(Data to use begins)

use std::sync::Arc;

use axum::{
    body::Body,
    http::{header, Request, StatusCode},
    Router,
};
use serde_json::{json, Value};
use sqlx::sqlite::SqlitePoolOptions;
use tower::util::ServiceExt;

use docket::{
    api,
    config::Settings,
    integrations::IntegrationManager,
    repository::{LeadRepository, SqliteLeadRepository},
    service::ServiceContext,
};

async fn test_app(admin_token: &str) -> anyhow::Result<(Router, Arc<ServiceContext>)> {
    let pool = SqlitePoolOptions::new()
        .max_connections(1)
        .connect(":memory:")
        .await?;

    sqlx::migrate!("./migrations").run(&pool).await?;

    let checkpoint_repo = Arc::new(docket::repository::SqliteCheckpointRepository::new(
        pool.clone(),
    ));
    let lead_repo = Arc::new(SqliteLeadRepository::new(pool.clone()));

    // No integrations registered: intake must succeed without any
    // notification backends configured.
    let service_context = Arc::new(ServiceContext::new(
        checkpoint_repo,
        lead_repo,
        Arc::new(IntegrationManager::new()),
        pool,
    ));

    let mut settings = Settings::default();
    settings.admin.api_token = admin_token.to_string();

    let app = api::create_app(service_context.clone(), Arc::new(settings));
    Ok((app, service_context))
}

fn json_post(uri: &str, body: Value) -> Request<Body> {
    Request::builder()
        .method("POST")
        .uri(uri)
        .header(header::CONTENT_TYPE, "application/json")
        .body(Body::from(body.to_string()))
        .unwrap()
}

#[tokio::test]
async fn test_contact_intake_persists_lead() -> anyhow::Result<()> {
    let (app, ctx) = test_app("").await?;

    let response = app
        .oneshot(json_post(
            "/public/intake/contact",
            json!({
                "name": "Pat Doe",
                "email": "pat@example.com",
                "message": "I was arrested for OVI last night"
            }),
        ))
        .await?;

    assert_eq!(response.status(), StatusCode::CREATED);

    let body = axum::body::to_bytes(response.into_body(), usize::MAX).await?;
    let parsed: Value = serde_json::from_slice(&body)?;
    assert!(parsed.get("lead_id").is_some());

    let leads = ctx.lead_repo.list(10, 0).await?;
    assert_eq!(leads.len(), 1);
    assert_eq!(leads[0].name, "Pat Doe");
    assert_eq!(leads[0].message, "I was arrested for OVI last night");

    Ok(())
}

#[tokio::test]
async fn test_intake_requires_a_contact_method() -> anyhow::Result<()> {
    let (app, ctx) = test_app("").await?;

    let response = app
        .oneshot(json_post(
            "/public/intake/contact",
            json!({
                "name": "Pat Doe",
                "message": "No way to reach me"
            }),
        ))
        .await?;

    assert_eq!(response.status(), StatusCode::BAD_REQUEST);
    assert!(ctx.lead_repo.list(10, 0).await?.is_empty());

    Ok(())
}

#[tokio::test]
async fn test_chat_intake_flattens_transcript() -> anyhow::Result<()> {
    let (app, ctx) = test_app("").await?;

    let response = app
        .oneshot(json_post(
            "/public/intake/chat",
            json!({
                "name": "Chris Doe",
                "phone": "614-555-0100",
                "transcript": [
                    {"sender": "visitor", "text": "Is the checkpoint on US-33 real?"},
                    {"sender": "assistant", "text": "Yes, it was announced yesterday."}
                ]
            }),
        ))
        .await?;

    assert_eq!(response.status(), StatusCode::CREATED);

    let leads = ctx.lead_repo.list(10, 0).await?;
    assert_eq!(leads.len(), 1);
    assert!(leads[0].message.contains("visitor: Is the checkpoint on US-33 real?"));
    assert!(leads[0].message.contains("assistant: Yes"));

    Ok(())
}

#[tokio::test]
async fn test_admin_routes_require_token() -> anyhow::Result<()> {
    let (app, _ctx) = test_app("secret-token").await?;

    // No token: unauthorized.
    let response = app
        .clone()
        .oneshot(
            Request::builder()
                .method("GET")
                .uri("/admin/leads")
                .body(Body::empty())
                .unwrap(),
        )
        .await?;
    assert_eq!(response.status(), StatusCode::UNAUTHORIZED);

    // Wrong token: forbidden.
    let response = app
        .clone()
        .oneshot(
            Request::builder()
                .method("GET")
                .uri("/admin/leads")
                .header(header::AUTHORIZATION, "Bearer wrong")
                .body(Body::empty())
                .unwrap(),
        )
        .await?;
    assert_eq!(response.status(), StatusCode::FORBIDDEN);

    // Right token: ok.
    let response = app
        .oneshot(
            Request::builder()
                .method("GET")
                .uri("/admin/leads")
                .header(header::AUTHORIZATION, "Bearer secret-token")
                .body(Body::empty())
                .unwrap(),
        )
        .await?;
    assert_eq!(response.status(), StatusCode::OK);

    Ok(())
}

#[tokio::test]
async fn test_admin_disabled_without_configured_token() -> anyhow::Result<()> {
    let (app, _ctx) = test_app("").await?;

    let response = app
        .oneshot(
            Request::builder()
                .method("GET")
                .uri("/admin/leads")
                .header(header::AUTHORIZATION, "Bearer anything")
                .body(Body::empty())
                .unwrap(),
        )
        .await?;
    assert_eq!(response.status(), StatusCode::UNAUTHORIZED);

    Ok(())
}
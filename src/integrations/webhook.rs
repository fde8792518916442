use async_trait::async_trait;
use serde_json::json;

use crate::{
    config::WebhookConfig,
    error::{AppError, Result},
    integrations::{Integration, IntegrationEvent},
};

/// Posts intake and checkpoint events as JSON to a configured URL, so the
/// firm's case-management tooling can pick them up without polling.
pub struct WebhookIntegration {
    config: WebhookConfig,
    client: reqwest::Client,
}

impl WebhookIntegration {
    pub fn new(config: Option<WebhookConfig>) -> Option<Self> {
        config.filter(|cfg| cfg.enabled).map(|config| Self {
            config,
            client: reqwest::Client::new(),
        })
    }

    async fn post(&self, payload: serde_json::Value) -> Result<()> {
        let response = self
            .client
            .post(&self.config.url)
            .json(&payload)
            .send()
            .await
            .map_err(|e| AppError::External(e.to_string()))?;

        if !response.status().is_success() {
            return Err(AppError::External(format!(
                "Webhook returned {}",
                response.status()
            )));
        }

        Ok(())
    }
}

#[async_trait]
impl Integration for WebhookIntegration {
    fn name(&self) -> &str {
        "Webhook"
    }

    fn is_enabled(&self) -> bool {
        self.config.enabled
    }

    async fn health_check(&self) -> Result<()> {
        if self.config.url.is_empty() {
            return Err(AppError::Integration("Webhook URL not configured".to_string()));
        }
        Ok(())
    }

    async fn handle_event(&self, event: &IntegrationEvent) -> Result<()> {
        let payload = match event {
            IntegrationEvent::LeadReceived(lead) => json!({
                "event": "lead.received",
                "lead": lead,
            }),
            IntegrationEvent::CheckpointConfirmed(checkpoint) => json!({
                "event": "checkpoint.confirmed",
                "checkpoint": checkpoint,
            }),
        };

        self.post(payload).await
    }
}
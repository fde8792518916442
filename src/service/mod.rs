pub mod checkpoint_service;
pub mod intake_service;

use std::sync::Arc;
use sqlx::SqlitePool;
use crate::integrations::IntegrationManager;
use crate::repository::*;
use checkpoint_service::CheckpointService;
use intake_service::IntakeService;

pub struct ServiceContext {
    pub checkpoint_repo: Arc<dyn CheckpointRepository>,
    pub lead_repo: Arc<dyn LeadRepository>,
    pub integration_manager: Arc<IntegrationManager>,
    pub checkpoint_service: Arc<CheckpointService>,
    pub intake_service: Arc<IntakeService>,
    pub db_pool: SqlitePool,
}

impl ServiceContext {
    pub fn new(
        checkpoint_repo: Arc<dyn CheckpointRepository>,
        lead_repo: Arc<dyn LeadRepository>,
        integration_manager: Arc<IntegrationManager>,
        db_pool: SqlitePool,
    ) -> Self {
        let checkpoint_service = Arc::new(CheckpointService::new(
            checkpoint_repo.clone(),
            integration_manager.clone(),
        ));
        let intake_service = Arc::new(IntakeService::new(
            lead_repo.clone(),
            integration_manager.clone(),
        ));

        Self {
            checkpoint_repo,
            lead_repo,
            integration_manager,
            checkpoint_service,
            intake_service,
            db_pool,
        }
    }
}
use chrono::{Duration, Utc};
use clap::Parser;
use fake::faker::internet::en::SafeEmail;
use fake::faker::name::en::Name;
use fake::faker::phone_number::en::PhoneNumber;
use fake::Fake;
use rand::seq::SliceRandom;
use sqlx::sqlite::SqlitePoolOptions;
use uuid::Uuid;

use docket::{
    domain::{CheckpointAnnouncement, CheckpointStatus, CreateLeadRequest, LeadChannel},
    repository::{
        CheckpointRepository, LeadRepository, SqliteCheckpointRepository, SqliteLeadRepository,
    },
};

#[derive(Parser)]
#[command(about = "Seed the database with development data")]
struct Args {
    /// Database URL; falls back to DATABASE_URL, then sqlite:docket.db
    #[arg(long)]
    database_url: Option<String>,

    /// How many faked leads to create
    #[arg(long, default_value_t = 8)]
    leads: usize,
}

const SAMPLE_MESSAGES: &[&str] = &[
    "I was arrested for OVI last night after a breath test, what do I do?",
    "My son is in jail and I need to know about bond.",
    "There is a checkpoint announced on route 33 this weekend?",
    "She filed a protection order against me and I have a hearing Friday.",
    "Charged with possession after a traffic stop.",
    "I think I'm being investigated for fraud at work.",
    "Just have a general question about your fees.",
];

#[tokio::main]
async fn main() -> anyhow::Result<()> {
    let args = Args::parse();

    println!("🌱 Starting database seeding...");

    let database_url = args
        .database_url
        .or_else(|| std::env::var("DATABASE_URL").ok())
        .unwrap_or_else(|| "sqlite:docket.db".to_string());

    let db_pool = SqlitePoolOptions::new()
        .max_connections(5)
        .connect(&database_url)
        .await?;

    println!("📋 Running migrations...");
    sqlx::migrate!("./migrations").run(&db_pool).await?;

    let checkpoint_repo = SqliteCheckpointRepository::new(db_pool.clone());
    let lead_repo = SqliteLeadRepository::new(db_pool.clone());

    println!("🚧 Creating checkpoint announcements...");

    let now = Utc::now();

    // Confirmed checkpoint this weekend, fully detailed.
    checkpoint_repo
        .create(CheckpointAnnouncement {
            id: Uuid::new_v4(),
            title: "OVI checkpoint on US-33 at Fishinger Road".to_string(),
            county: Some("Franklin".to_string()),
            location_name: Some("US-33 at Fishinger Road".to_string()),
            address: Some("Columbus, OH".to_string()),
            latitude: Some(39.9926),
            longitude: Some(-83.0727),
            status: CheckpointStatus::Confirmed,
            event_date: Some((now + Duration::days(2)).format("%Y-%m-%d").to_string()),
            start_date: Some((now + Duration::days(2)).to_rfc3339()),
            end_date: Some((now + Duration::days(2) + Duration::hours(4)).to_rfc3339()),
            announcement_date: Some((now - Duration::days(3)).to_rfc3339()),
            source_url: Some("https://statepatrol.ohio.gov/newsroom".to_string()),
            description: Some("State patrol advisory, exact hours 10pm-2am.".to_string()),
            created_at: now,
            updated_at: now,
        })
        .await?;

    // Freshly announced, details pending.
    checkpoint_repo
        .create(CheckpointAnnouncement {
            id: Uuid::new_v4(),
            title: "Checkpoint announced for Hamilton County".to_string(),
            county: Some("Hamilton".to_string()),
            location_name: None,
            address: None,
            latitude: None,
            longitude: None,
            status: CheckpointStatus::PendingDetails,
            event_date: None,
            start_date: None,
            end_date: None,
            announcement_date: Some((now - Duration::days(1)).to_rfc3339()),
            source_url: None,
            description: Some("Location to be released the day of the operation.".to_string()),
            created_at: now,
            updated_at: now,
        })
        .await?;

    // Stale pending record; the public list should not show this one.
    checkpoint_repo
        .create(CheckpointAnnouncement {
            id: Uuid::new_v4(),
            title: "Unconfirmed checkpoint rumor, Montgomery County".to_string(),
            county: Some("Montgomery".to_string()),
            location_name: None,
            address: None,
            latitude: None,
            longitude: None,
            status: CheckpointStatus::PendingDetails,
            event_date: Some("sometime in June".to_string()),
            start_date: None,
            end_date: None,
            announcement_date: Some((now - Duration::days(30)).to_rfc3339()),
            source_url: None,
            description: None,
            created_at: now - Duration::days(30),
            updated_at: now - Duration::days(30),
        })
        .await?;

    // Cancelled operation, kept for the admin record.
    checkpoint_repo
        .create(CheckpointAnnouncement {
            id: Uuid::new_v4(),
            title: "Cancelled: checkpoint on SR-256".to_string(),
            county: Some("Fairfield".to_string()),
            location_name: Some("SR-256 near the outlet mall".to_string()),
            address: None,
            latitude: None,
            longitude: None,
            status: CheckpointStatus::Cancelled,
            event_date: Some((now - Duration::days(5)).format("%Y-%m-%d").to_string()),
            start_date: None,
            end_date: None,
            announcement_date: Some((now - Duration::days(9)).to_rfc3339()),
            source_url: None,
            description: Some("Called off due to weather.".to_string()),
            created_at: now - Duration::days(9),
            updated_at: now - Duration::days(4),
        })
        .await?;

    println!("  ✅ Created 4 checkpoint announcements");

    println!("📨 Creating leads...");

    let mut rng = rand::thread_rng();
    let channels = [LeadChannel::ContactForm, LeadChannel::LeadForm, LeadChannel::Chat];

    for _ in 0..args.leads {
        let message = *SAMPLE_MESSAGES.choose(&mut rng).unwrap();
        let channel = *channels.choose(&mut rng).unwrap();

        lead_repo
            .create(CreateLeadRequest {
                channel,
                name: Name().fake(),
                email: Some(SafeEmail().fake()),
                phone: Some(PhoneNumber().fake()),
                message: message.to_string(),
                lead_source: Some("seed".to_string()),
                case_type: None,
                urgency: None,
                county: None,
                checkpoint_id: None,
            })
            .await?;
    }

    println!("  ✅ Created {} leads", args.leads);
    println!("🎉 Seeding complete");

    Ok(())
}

(Data to use ends)

(Brief) Copy every line from the entries that contains the word "migrations".

(Response to the task)
    sqlx::migrate!("./migrations").run(&pool).await?;
    println!("📋 Running migrations...");
    sqlx::migrate!("./migrations").run(&db_pool).await?;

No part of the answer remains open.